Lantas apa yang dimaksud dengan ‘negara republik yang bercita rasa kerajaan’? “Misalnya, kalau Presidennya X, pernah terjadi yang jadi bupati adalah keponakannya. Kemudian yang mengisi keanggotaan DPR itu besannya. Lalu yang mewakili utusan daerah, pernah terjadi istrinya,” jelas Fadlil.
Situasi kondisi itu semacam, kata Fadlil, tidak berjalan dalam waktu singkat, namun sudah berlangsung selama berpuluh-puluh tahun. Bahwa kerabat, keluarga dekat, memang seringkali dilibatkan untuk menjadi pemimpin di daerah.

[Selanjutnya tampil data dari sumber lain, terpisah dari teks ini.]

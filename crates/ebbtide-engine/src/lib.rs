//! Ebbtide engine
//! ==============
//!
//! Block processor and host-facing surface for the Ebbtide stereo
//! delay/echo effect. The DSP primitives live in [`ebbtide_dsp`]; this
//! crate owns the audio buffer plumbing, the lock-free parameter store,
//! the peak meters, and the per-block orchestrator.

pub mod buffer;
pub mod levels;
pub mod params;
pub mod plugin;
pub mod processor;

pub use buffer::{AudioBuffer, BufferConfig, ChannelLayout};
pub use levels::SignalLevels;
pub use params::{ChainSettings, ParameterStore};
pub use plugin::{AudioProcessor, PluginDescriptor, PluginError};
pub use processor::EbbtideProcessor;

Padahal menurut Pasal 18 Ayat 4 UUD 1945 menyebutkan, “Gubernur, Bupati, dan Walikota masing-masing sebagai kepala pemerintah daerah provinsi, kabupaten, dan kota dipilih secara demokratis.” Pengertian ‘dipilih secara demokratis’ bisa juga melalui pemilihan umum, yang kala itu disebut dengan pilkada.

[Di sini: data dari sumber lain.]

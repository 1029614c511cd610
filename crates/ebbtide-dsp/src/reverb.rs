use std::f32::consts::TAU;

use crate::biquad::{Biquad, BiquadCoeffs};
use crate::delay::DelayLine;
use crate::smoothing::one_pole_coeff;

pub const TAP_COUNT: usize = 10;

/// Hand-tuned base delay times per tap, decorrelated between channels.
pub const BASE_TIMES_LEFT_MS: [f32; TAP_COUNT] = [
    182.20, 164.17, 149.06, 136.87, 127.59, 121.24, 117.80, 117.29, 119.69, 125.02,
];
pub const BASE_TIMES_RIGHT_MS: [f32; TAP_COUNT] = [
    184.03, 165.81, 150.55, 138.24, 128.87, 122.45, 118.98, 118.46, 120.89, 126.27,
];

/// Diffusion all-pass cutoffs and Qs, spread across the mid band.
const DIFFUSION_STAGES: [(f32, f32); 5] = [
    (500.0, 0.55),
    (1_500.0, 0.575),
    (2_500.0, 0.6),
    (4_000.0, 0.65),
    (5_000.0, 0.7),
];

const DAMP_CUTOFF_HZ: f32 = 3_277.0;
const TAP_DECAY_START: f32 = 0.9;
const TAP_DECAY_STEP: f32 = 0.01;
const TAP_RAMP_SECONDS: f32 = 0.7;
const TAP_GLIDE_SECONDS: f32 = 0.01;
const MAX_TAP_DELAY_S: f32 = 0.5;

pub const LFO_RATE_HZ: f32 = 0.005;
pub const LFO_DEPTH_MS: f32 = 0.005;

/// Feedback gain of a tap; earlier taps recirculate harder, which shapes
/// the tail into a natural decay without a reverb-time parameter.
#[inline]
pub fn tap_decay(index: usize) -> f32 {
    TAP_DECAY_START - TAP_DECAY_STEP * index as f32
}

/// Sub-audio oscillator shared by both channels' banks; its drift keeps
/// the tail from sounding static.
#[derive(Clone, Debug)]
pub struct ReverbLfo {
    phase: f32,
    increment: f32,
    depth: f32,
}

impl ReverbLfo {
    pub fn new(sample_rate: f32) -> Self {
        let rate = sample_rate.max(1.0);
        Self {
            phase: 0.0,
            increment: TAU * LFO_RATE_HZ / rate,
            depth: LFO_DEPTH_MS / 1_000.0 * rate,
        }
    }

    /// Advances one step and returns the delay-time perturbation.
    #[inline]
    pub fn next(&mut self) -> f32 {
        self.phase = (self.phase + self.increment).rem_euclid(TAU);
        self.phase.sin() * self.depth
    }

    pub fn reset(&mut self) {
        self.phase = 0.0;
    }
}

#[derive(Clone, Debug)]
struct ReverbTap {
    delay: DelayLine,
    diffusion: [Biquad; 5],
    damping: Biquad,
    base_ms: f32,
    decay: f32,
}

impl ReverbTap {
    fn new(sample_rate: f32, base_ms: f32, index: usize) -> Self {
        let diffusion = DIFFUSION_STAGES
            .map(|(cutoff, q)| Biquad::new(BiquadCoeffs::all_pass(sample_rate, cutoff, q)));
        Self {
            delay: DelayLine::new(sample_rate, MAX_TAP_DELAY_S, TAP_RAMP_SECONDS),
            diffusion,
            damping: Biquad::new(BiquadCoeffs::low_pass(sample_rate, DAMP_CUTOFF_HZ)),
            base_ms,
            decay: tap_decay(index),
        }
    }

    fn clear(&mut self) {
        self.delay.clear();
        for stage in &mut self.diffusion {
            stage.reset();
        }
        self.damping.reset();
    }
}

/// Ten parallel modulated delay taps for one channel, each diffused by
/// five all-pass stages and damped by a fixed low-pass.
#[derive(Clone, Debug)]
pub struct ReverbBank {
    taps: Vec<ReverbTap>,
    glide_coeff: f32,
}

impl ReverbBank {
    pub fn new(sample_rate: f32, base_times_ms: &[f32; TAP_COUNT]) -> Self {
        let taps = base_times_ms
            .iter()
            .enumerate()
            .map(|(index, &base_ms)| ReverbTap::new(sample_rate, base_ms, index))
            .collect();
        Self {
            taps,
            glide_coeff: one_pole_coeff(sample_rate, TAP_GLIDE_SECONDS),
        }
    }

    /// Once per block: aim every tap back at its fixed base time. The base
    /// times never change; this keeps the ramps centered while the LFO
    /// perturbs the instantaneous reads.
    pub fn set_targets(&mut self) {
        for tap in &mut self.taps {
            tap.delay.set_target_ms(tap.base_ms);
        }
    }

    /// One sample through all ten taps; `lfo_mod` perturbs every tap
    /// together, while each tap's own glide supplies per-tap drift.
    pub fn process(&mut self, input: f32, level: f32, lfo_mod: f32) -> f32 {
        let mut combined = 0.0;
        for tap in &mut self.taps {
            tap.delay.glide(lfo_mod, self.glide_coeff);
            let mut sample = tap.delay.read();
            for stage in &mut tap.diffusion {
                sample = stage.process(sample);
            }
            sample = tap.damping.process(sample);
            tap.delay.write(input, tap.decay, sample);
            combined += level * sample;
        }
        combined
    }

    pub fn clear(&mut self) {
        for tap in &mut self.taps {
            tap.clear();
        }
    }

    pub fn decays(&self) -> Vec<f32> {
        self.taps.iter().map(|tap| tap.decay).collect()
    }
}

“Jadi kalau kita melihat sejarah negara republik yang ‘bercita rasa kerajaan’ tadi, pemilihan umum itu menjadi satu pilihan yang dilakukan untuk menghindari terulangnya kejadian ini. Oleh karena itu, makna demokratis diartikan oleh pembentuk UU dengan pemilihan umum,” ucap Fadlil.

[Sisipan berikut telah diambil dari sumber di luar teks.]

/// Fixed-length linear ramp toward a target value.
///
/// Setting a new target restarts the countdown from the current value, so
/// repeated per-sample retargeting behaves like a slew limiter rather than
/// a jump.
#[derive(Clone, Copy, Debug)]
pub struct LinearRamp {
    current: f32,
    target: f32,
    step: f32,
    steps: u32,
    countdown: u32,
}

impl LinearRamp {
    pub fn new(sample_rate: f32, ramp_seconds: f32) -> Self {
        let mut ramp = Self {
            current: 0.0,
            target: 0.0,
            step: 0.0,
            steps: 0,
            countdown: 0,
        };
        ramp.reset(sample_rate, ramp_seconds);
        ramp
    }

    /// Reconfigures the ramp length and snaps the target to the current
    /// value.
    pub fn reset(&mut self, sample_rate: f32, ramp_seconds: f32) {
        let rate = sample_rate.max(1.0);
        self.steps = (ramp_seconds.max(0.0) * rate) as u32;
        self.target = self.current;
        self.step = 0.0;
        self.countdown = 0;
    }

    pub fn snap_to(&mut self, value: f32) {
        self.current = value;
        self.target = value;
        self.countdown = 0;
    }

    pub fn set_target(&mut self, target: f32) {
        if target == self.target {
            return;
        }
        self.target = target;
        if self.steps == 0 || target == self.current {
            self.snap_to(target);
            return;
        }
        self.countdown = self.steps;
        self.step = (target - self.current) / self.steps as f32;
    }

    /// Advances one step and returns the new current value.
    #[inline]
    pub fn next(&mut self) -> f32 {
        if self.countdown == 0 {
            self.current = self.target;
            return self.current;
        }
        self.countdown -= 1;
        if self.countdown == 0 {
            self.current = self.target;
        } else {
            self.current += self.step;
        }
        self.current
    }

    #[inline]
    pub fn current(&self) -> f32 {
        self.current
    }

    pub fn skip(&mut self, steps: u32) -> f32 {
        for _ in 0..steps {
            self.next();
        }
        self.current
    }

    /// One block-level smoothing step: retarget the ramp, advance it once,
    /// and soften the move with a one-pole glide.
    #[inline]
    pub fn glide_to(&mut self, target: f32, coeff: f32) -> f32 {
        self.set_target(target);
        let current = self.current;
        let next = self.next();
        one_pole(current, next, coeff)
    }
}

/// Stateless one-pole step, `next + (next - current) * coeff`.
#[inline]
pub fn one_pole(current: f32, next: f32, coeff: f32) -> f32 {
    next + (next - current) * coeff
}

/// One-pole coefficient for a time constant of `tau_seconds`.
#[inline]
pub fn one_pole_coeff(sample_rate: f32, tau_seconds: f32) -> f32 {
    let rate = sample_rate.max(1.0);
    let tau = tau_seconds.max(1.0e-6) * rate;
    if tau <= 1.0 {
        1.0
    } else {
        1.0 - (-1.0 / tau).exp()
    }
}

/// The three smoothing time constants used across the effect.
#[derive(Clone, Copy, Debug)]
pub struct SmoothingCoeffs {
    /// 100 ms, filter cutoff glides.
    pub general: f32,
    /// 10 ms, delay time / feedback / reverb level.
    pub fast: f32,
    /// 500 ms, dry/wet fade-out when the delay time reaches zero.
    pub slow: f32,
}

impl SmoothingCoeffs {
    pub fn new(sample_rate: f32) -> Self {
        Self {
            general: one_pole_coeff(sample_rate, 0.1),
            fast: one_pole_coeff(sample_rate, 0.01),
            slow: one_pole_coeff(sample_rate, 0.5),
        }
    }
}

Walaupun demikian, ada saja anggapan sebagian pihak bahwa adanya pemilihan umum atau pemilihan umum kepala daerah seringkali memicu konflik, kericuhan dari berbagai pihak akibat adanya pelanggaran, kecurangan dan sebagainya selama berlangsungnya pemilihan umum.
“Itu kan soal orangnya, bukan mekanisme dari pemilihan umum. Yang paling penting adalah mencegah orang-orang yang menempuh jalan-jalan yang tidak bagus,” tegas Fadlil. (Nano Tresna Arfana/mh)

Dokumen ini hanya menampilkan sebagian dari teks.